La consecuencia es fácil de percibir: casi siempre presentamos mejores guarismos que la región, y eso nos devuelve un sentimiento de satisfacción colectiva extendida. El problema es que se trata de una comparación para nada pertinente.

No lo es en lo que refiere a nuestro itinerario histórico como nación. A lo largo del siglo XX, Uruguay siempre presentó guarismos mucho mejores que los de los demás países del continente. Ya no solo, por supuesto, si se tiene en cuenta las realidades tan complejas de Centroamérica, de las que siempre estuvimos muy alejados. Sino que, sobre todo, nuestro país presentó siempre mejores resultados en desarrollo, en general, que los demás países sudamericanos cuyos itinerarios históricos eran más parecidos al nuestro. Solo cabía en algunas dimensiones la comparación de resultados relativamente similares con Argentina, y en particular con la ciudad de Buenos Aires (y en todo caso, para algo más amplio, provincia de Buenos Aires). Dos dimensiones en este sentido parecen como las más importantes y notorias.

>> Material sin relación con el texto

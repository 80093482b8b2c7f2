use std::collections::HashMap;

use tanglaw_core::lang::keywords;
use tanglaw_core::lang::operators;
use tanglaw_core::lang::punctuation;
use tanglaw_core::lang::reserved;
use tanglaw_core::lang::types;
use tanglaw_core::lang::BOOLEAN_LITERALS;

#[test]
fn keywords_spellings_unique_and_resolvable() {
    let mut seen: HashMap<&'static str, keywords::KeywordId> = HashMap::new();

    for info in keywords::KEYWORDS {
        assert_eq!(
            keywords::from_str(info.canonical),
            Some(info.id),
            "keyword canonical spelling not resolvable: {}",
            info.canonical
        );
        assert_eq!(
            keywords::as_str(info.id),
            info.canonical,
            "keyword as_str mismatch for {:?}",
            info.id
        );
        if let Some(prev) = seen.insert(info.canonical, info.id) {
            panic!(
                "duplicate keyword spelling {:?}: {:?} and {:?}",
                info.canonical, prev, info.id
            );
        }
    }
}

#[test]
fn data_types_spellings_unique_and_resolvable() {
    let mut seen: HashMap<&'static str, types::DataTypeId> = HashMap::new();

    for info in types::DATA_TYPES {
        assert_eq!(types::from_str(info.canonical), Some(info.id));
        assert_eq!(types::as_str(info.id), info.canonical);
        if let Some(prev) = seen.insert(info.canonical, info.id) {
            panic!("duplicate data type spelling {:?}: {:?} and {:?}", info.canonical, prev, info.id);
        }
    }
}

#[test]
fn reserved_words_spellings_unique_and_resolvable() {
    let mut seen: HashMap<&'static str, reserved::ReservedWordId> = HashMap::new();

    for info in reserved::RESERVED_WORDS {
        assert_eq!(
            reserved::from_str(info.canonical),
            Some(info.id),
            "reserved word not resolvable: {}",
            info.canonical
        );
        assert_eq!(reserved::as_str(info.id), info.canonical);
        if let Some(prev) = seen.insert(info.canonical, info.id) {
            panic!(
                "duplicate reserved word spelling {:?}: {:?} and {:?}",
                info.canonical, prev, info.id
            );
        }
    }
}

#[test]
fn operators_spellings_unique_and_resolvable() {
    let mut seen: HashMap<&'static str, operators::OperatorId> = HashMap::new();

    for info in operators::OPERATORS {
        assert_eq!(operators::from_str(info.spelling), Some(info.id));
        assert_eq!(operators::as_str(info.id), info.spelling);
        if let Some(prev) = seen.insert(info.spelling, info.id) {
            panic!("duplicate operator spelling {:?}: {:?} and {:?}", info.spelling, prev, info.id);
        }
    }
}

#[test]
fn punctuation_spellings_unique_and_resolvable() {
    for info in punctuation::PUNCTUATION {
        assert_eq!(punctuation::from_str(info.canonical), Some(info.id));
        assert_eq!(punctuation::as_str(info.id), info.canonical);
    }
}

/// A word may live in exactly one vocabulary; the lexer's classification priority must never be the thing that
/// decides which registry wins.
#[test]
fn word_vocabularies_are_disjoint() {
    let mut owner: HashMap<&'static str, &'static str> = HashMap::new();
    let mut claim = |spelling: &'static str, registry: &'static str| {
        if let Some(prev) = owner.insert(spelling, registry) {
            panic!("{spelling:?} is claimed by both {prev} and {registry}");
        }
    };

    for info in types::DATA_TYPES {
        claim(info.canonical, "types");
    }
    for (spelling, _) in BOOLEAN_LITERALS {
        claim(spelling, "booleans");
    }
    for info in keywords::KEYWORDS {
        claim(info.canonical, "keywords");
    }
    for info in reserved::RESERVED_WORDS {
        claim(info.canonical, "reserved");
    }
}

#[test]
fn symbol_vocabularies_are_disjoint() {
    for info in punctuation::PUNCTUATION {
        assert_eq!(
            operators::from_str(info.canonical),
            None,
            "{:?} is both punctuation and an operator",
            info.canonical
        );
    }
}

/// Every multi-character operator must be reachable by extending one of its own prefixes, otherwise maximal
/// munch can never produce it.
#[test]
fn compound_operators_are_reachable_by_munch() {
    for info in operators::OPERATORS {
        let sp = info.spelling;
        for end in 2..=sp.len() {
            let prefix = &sp[..end];
            assert!(
                operators::is_compound(prefix),
                "{sp:?} is unreachable: prefix {prefix:?} is not itself an operator"
            );
        }
    }
}
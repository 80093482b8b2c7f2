#![no_main]

use libfuzzer_sys::fuzz_target;
use tanglaw::frontend::{lexer, parser};

fuzz_target!(|data: &[u8]| {
    // Convert bytes to UTF-8 string (ignore invalid UTF-8)
    if let Ok(s) = std::str::from_utf8(data) {
        // Lexing never fails outright; parse whatever tokens it produced
        let (tokens, _) = lexer::tokenize("fuzz.lit", s);
        let (program, _) = parser::parse(&tokens);
        if let Some(program) = program {
            let _ = program.to_string();
        }
    }
});
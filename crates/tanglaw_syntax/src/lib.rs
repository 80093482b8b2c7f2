//! Syntax front end for TanglawPL: source positions, lexer, AST, parser, diagnostics.
//!
//! ## Notes
//! - This crate is syntax-only. Beyond the literal-versus-declared-type check done while parsing declarations, it
//!   performs no semantic analysis.
//! - Vocabulary identity (keywords/data types/reserved words/operators/punctuation) comes from `tanglaw_core::lang`.
//! - Neither the lexer nor the parser stops at the first problem: both return everything they could build plus every
//!   error they found.
//!
//! ## Examples
//! ```rust
//! use tanglaw_syntax::{lexer, parser};
//!
//! let (tokens, lex_errors) = lexer::tokenize("main.lit", "int x = 5;");
//! assert!(lex_errors.is_empty());
//! let (program, parse_errors) = parser::parse(&tokens);
//! assert!(parse_errors.is_empty());
//! assert_eq!(program.unwrap().statements.len(), 1);
//! ```

pub mod ast;
pub mod diagnostics;
pub mod lexer;
pub mod parser;
pub mod source;
pub mod token_helpers;
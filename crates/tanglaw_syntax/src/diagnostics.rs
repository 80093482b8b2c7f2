//! Lexical and syntactic error taxonomies.
//!
//! Errors are values: the lexer and parser accumulate them in `Vec`s and keep going. Each error knows its kind name,
//! its message (`Display`), and its [`Span`], and can render itself two ways:
//!
//! - [`LexError::render`] / [`ParseError::render`]: the plain two-line form
//!   `"<kind>: <message>\nFile <name>, line <L>, column <C1>-<C2>"` (1-based).
//! - `miette::Diagnostic`: a stable code, a labelled span, and the named source file, for rich terminal reports.
//!
//! ## Notes
//! - [`SyntaxError`] unifies both taxonomies for callers that report everything in one list.

use std::fmt;

use miette::{Diagnostic, LabeledSpan, SourceCode};
use tanglaw_core::lang::reserved::ReservedWordId;
use tanglaw_core::lang::types::{DataTypeId, LiteralKind};
use thiserror::Error;

use crate::source::Span;

// ============================================================================
// Lexical errors
// ============================================================================

/// An error found while tokenizing.
#[derive(Debug, Clone, PartialEq, Error)]
pub enum LexError {
    #[error("'{ch}' is not allowed.")]
    IllegalCharacter { ch: char, span: Span },

    #[error("String literal was not closed.")]
    UnclosedString { span: Span },

    /// Empty, overlong, or unterminated character literal; `detail` says which.
    #[error("{detail}")]
    UnclosedCharacterLiteral { detail: String, span: Span },

    #[error("{detail}")]
    InvalidNumber { detail: String, span: Span },

    #[error("Unknown symbol '{text}'")]
    UnknownSymbol { text: String, span: Span },

    #[error("Comment was not closed.")]
    UnclosedComment { span: Span },
}

impl LexError {
    /// Human-readable kind name.
    pub fn name(&self) -> &'static str {
        match self {
            LexError::IllegalCharacter { .. } => "Illegal Character",
            LexError::UnclosedString { .. } => "Unclosed String Literal",
            LexError::UnclosedCharacterLiteral { .. } => "Unclosed Character Literal",
            LexError::InvalidNumber { .. } => "Invalid Number",
            LexError::UnknownSymbol { .. } => "Unknown Symbol",
            LexError::UnclosedComment { .. } => "Unclosed Comment",
        }
    }

    pub fn span(&self) -> &Span {
        match self {
            LexError::IllegalCharacter { span, .. }
            | LexError::UnclosedString { span }
            | LexError::UnclosedCharacterLiteral { span, .. }
            | LexError::InvalidNumber { span, .. }
            | LexError::UnknownSymbol { span, .. }
            | LexError::UnclosedComment { span } => span,
        }
    }

    fn code_suffix(&self) -> &'static str {
        match self {
            LexError::IllegalCharacter { .. } => "illegal_character",
            LexError::UnclosedString { .. } => "unclosed_string",
            LexError::UnclosedCharacterLiteral { .. } => "unclosed_character_literal",
            LexError::InvalidNumber { .. } => "invalid_number",
            LexError::UnknownSymbol { .. } => "unknown_symbol",
            LexError::UnclosedComment { .. } => "unclosed_comment",
        }
    }

    /// Plain two-line rendering with file, line and column range.
    pub fn render(&self) -> String {
        render_with_span(self.name(), &self.to_string(), Some(self.span()))
    }
}

impl Diagnostic for LexError {
    fn code<'a>(&'a self) -> Option<Box<dyn fmt::Display + 'a>> {
        Some(Box::new(format!("tanglaw::lex::{}", self.code_suffix())))
    }

    fn source_code(&self) -> Option<&dyn SourceCode> {
        Some(self.span().file())
    }

    fn labels(&self) -> Option<Box<dyn Iterator<Item = LabeledSpan> + '_>> {
        Some(label_for(self.span(), self.name()))
    }
}

// ============================================================================
// Parse errors
// ============================================================================

/// An error found while parsing.
#[derive(Debug, Clone, PartialEq, Error)]
pub enum ParseError {
    #[error("Expected {expected}, found {found}")]
    UnexpectedToken { expected: String, found: String, span: Span },

    #[error("Expected closing parenthesis.")]
    MissingClosingParenthesis { span: Span },

    #[error("Cannot initialise a '{declared}' variable with a {found} literal.")]
    TypeMismatch {
        declared: DataTypeId,
        found: LiteralKind,
        span: Span,
    },

    #[error("No tokens to parse.")]
    NoTokens,

    #[error("'{form}' expects {expected} argument(s), found {found}.")]
    ArgumentCount {
        form: ReservedWordId,
        expected: String,
        found: usize,
        span: Span,
    },

    #[error("Nesting exceeds the maximum depth of {limit}.")]
    NestingTooDeep { limit: usize, span: Span },
}

impl ParseError {
    /// Human-readable kind name.
    pub fn name(&self) -> &'static str {
        match self {
            ParseError::UnexpectedToken { .. } => "Unexpected Token",
            ParseError::MissingClosingParenthesis { .. } => "Missing Closing Parenthesis",
            ParseError::TypeMismatch { .. } => "Type Mismatch",
            ParseError::NoTokens => "No Tokens",
            ParseError::ArgumentCount { .. } => "Argument Count",
            ParseError::NestingTooDeep { .. } => "Nesting Too Deep",
        }
    }

    /// Location of the error; `None` only for [`ParseError::NoTokens`].
    pub fn span(&self) -> Option<&Span> {
        match self {
            ParseError::UnexpectedToken { span, .. }
            | ParseError::MissingClosingParenthesis { span }
            | ParseError::TypeMismatch { span, .. }
            | ParseError::ArgumentCount { span, .. }
            | ParseError::NestingTooDeep { span, .. } => Some(span),
            ParseError::NoTokens => None,
        }
    }

    fn code_suffix(&self) -> &'static str {
        match self {
            ParseError::UnexpectedToken { .. } => "unexpected_token",
            ParseError::MissingClosingParenthesis { .. } => "missing_closing_parenthesis",
            ParseError::TypeMismatch { .. } => "type_mismatch",
            ParseError::NoTokens => "no_tokens",
            ParseError::ArgumentCount { .. } => "argument_count",
            ParseError::NestingTooDeep { .. } => "nesting_too_deep",
        }
    }

    /// Plain two-line rendering with file, line and column range.
    pub fn render(&self) -> String {
        render_with_span(self.name(), &self.to_string(), self.span())
    }
}

impl Diagnostic for ParseError {
    fn code<'a>(&'a self) -> Option<Box<dyn fmt::Display + 'a>> {
        Some(Box::new(format!("tanglaw::parse::{}", self.code_suffix())))
    }

    fn help<'a>(&'a self) -> Option<Box<dyn fmt::Display + 'a>> {
        match self {
            ParseError::TypeMismatch { declared, .. } => Some(Box::new(format!(
                "change the declared type or use a literal that fits '{declared}'"
            ))),
            ParseError::MissingClosingParenthesis { .. } => Some(Box::new("add the missing ')'")),
            _ => None,
        }
    }

    fn source_code(&self) -> Option<&dyn SourceCode> {
        self.span().map(|span| span.file() as &dyn SourceCode)
    }

    fn labels(&self) -> Option<Box<dyn Iterator<Item = LabeledSpan> + '_>> {
        self.span().map(|span| label_for(span, self.name()))
    }
}

// ============================================================================
// Unified
// ============================================================================

/// Any error the front end can report.
#[derive(Debug, Clone, PartialEq, Error, Diagnostic)]
pub enum SyntaxError {
    #[error(transparent)]
    #[diagnostic(transparent)]
    Lex(#[from] LexError),

    #[error(transparent)]
    #[diagnostic(transparent)]
    Parse(#[from] ParseError),
}

impl SyntaxError {
    pub fn name(&self) -> &'static str {
        match self {
            SyntaxError::Lex(e) => e.name(),
            SyntaxError::Parse(e) => e.name(),
        }
    }

    pub fn span(&self) -> Option<&Span> {
        match self {
            SyntaxError::Lex(e) => Some(e.span()),
            SyntaxError::Parse(e) => e.span(),
        }
    }

    pub fn render(&self) -> String {
        match self {
            SyntaxError::Lex(e) => e.render(),
            SyntaxError::Parse(e) => e.render(),
        }
    }
}

// ============================================================================
// Helpers
// ============================================================================

/// A span that ends on a later line only reports its starting column.
fn render_with_span(name: &str, message: &str, span: Option<&Span>) -> String {
    let Some(span) = span else {
        return format!("{name}: {message}");
    };
    let columns = if span.start.ln == span.end.ln {
        format!("{}-{}", span.start.col + 1, span.end.col + 1)
    } else {
        (span.start.col + 1).to_string()
    };
    format!(
        "{name}: {message}\nFile {file}, line {line}, column {columns}",
        file = span.file().name(),
        line = span.start.ln + 1,
    )
}

fn label_for<'a>(span: &Span, label: &str) -> Box<dyn Iterator<Item = LabeledSpan> + 'a> {
    Box::new(std::iter::once(LabeledSpan::new_with_span(
        Some(label.to_lowercase()),
        span.range(),
    )))
}

#[cfg(test)]
mod tests {
    use super::*;
    use crate::source::{Position, SourceFile};

    fn span(text: &str, start: usize, end: usize) -> Span {
        let file = SourceFile::new("demo.lit", text);
        let mut pos = Position::start_of(file);
        let mut start_pos = pos.clone();
        for (i, c) in text.char_indices() {
            if i == start {
                start_pos = pos.clone();
            }
            if i == end {
                break;
            }
            pos.advance(c);
        }
        Span::new(start_pos, pos)
    }

    #[test]
    fn test_render_uses_one_based_columns() {
        let err = LexError::IllegalCharacter {
            ch: '§',
            span: span("int §", 4, 6),
        };
        assert_eq!(
            err.render(),
            "Illegal Character: '§' is not allowed.\nFile demo.lit, line 1, column 5-6"
        );
    }

    #[test]
    fn test_render_second_line() {
        let err = ParseError::MissingClosingParenthesis {
            span: span("x;\n(1;", 5, 6),
        };
        assert_eq!(
            err.render(),
            "Missing Closing Parenthesis: Expected closing parenthesis.\nFile demo.lit, line 2, column 3-4"
        );
    }

    #[test]
    fn test_render_multiline_span_reports_start_column() {
        let err = LexError::UnclosedString {
            span: span("x = \"ab\ncd", 4, 10),
        };
        assert_eq!(
            err.render(),
            "Unclosed String Literal: String literal was not closed.\nFile demo.lit, line 1, column 5"
        );
    }

    #[test]
    fn test_no_tokens_has_no_location() {
        assert_eq!(ParseError::NoTokens.render(), "No Tokens: No tokens to parse.");
        assert!(ParseError::NoTokens.labels().is_none());
    }

    #[test]
    fn test_diagnostic_codes_are_namespaced() {
        let err = SyntaxError::from(LexError::UnclosedString { span: span("\"ab", 0, 3) });
        let code = err.code().map(|c| c.to_string());
        assert_eq!(code.as_deref(), Some("tanglaw::lex::unclosed_string"));
    }
}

Primero, con respecto a la calidad institucional democrática. No hubo en el continente entero, antes de la debacle de finales de los sesenta, país más democrático que el nuestro. Descubrir ahora, como si fuera una novedad de la que sentirse orgulloso, que somos el país con mejor calidad institucional en dimensiones elementales de esa lógica democrática, es ceder sin ningún sentido crítico al afán refundacional izquierdista que nos gobierna. La libertad de prensa, de reunión, de asociación; la pluralidad de partidos, la justeza de las elecciones y el respeto de sus resultados; la inclusión social de partidos atrápalo-todo, y tantas otras dimensiones fundamentales que hacen a una buena democracia estuvieron diseminados en el Uruguay desde muy tempranamente en el siglo XX. Cuando arreciaba el peronismo dogmático a mediados del siglo pasado en Argentina, por ejemplo, entre nosotros convivíamos con un talante democrático ejemplar.

Segundo, con respecto a nuestro temprano nivel de desarrollo social. No solamente en lo más importante y elemental que refiere a la alfabetización popular: mientras que en 1963 menos del 9% de los uruguayos mayores de 10 años era analfabeto, en Brasil en los años treinta, por ejemplo, el 65% de los brasileños era analfabeto; y en los años noventa, uno de cada cuatro niños negros no iba a la escuela en ese país. Sino también en lo que refiere a la temprana prioridad asignada al gasto público social, o a los excelentes guarismos —hasta hoy no alcanzados— de igualdad en el reparto de la riqueza —un Gini de 0.33 en Montevideo en 1968—, o a la enorme y temprana cobertura en seguridad social para los más desamparados. Finalmente, el prudente comportamiento demográfico de nuestras nutridas clases medias no tenía comparación con el que por esas décadas vivían, por ejemplo, los países andinos. Búsquese el guarismo que se busque en toda esta materia social: en la comparación regional siempre fuimos los más sobresalientes a lo largo del siglo XX.

Así las cosas, la clave es entender que ese país excepcional en el continente no se comparaba con los peores de la clase. No miraba a Latinoamérica para batirse el parche de su superioridad regional. Miraba, por el contrario, a los países más avanzados del mundo y con ellos se comparaba para alcanzar la excelencia.

Algo cambió a partir de los años sesenta. Fue en ese tiempo que nuestra academia, volcada a la izquierda, centró su mirada en el continente y latinoamericanizó su discurso. Los que hoy gustan compararse con nuestros vecinos asumieron esta referencia como propia. Hoy por ejemplo, representan la gran mayoría en ciencias sociales, y no ven más allá del horizonte regional para darse por satisfechos con nuestros resultados. Si los demás países avanzan más rápido que nosotros —en niveles educativos, por ejemplo—, el paraguas de la identidad latinoamericana les permite guarecer al gobierno, al que adhieren, de cualquier crítica que pueda importunarlo.

Nunca fuimos latinoamericanos. Pretender otra cosa es mentirnos a nosotros mismos.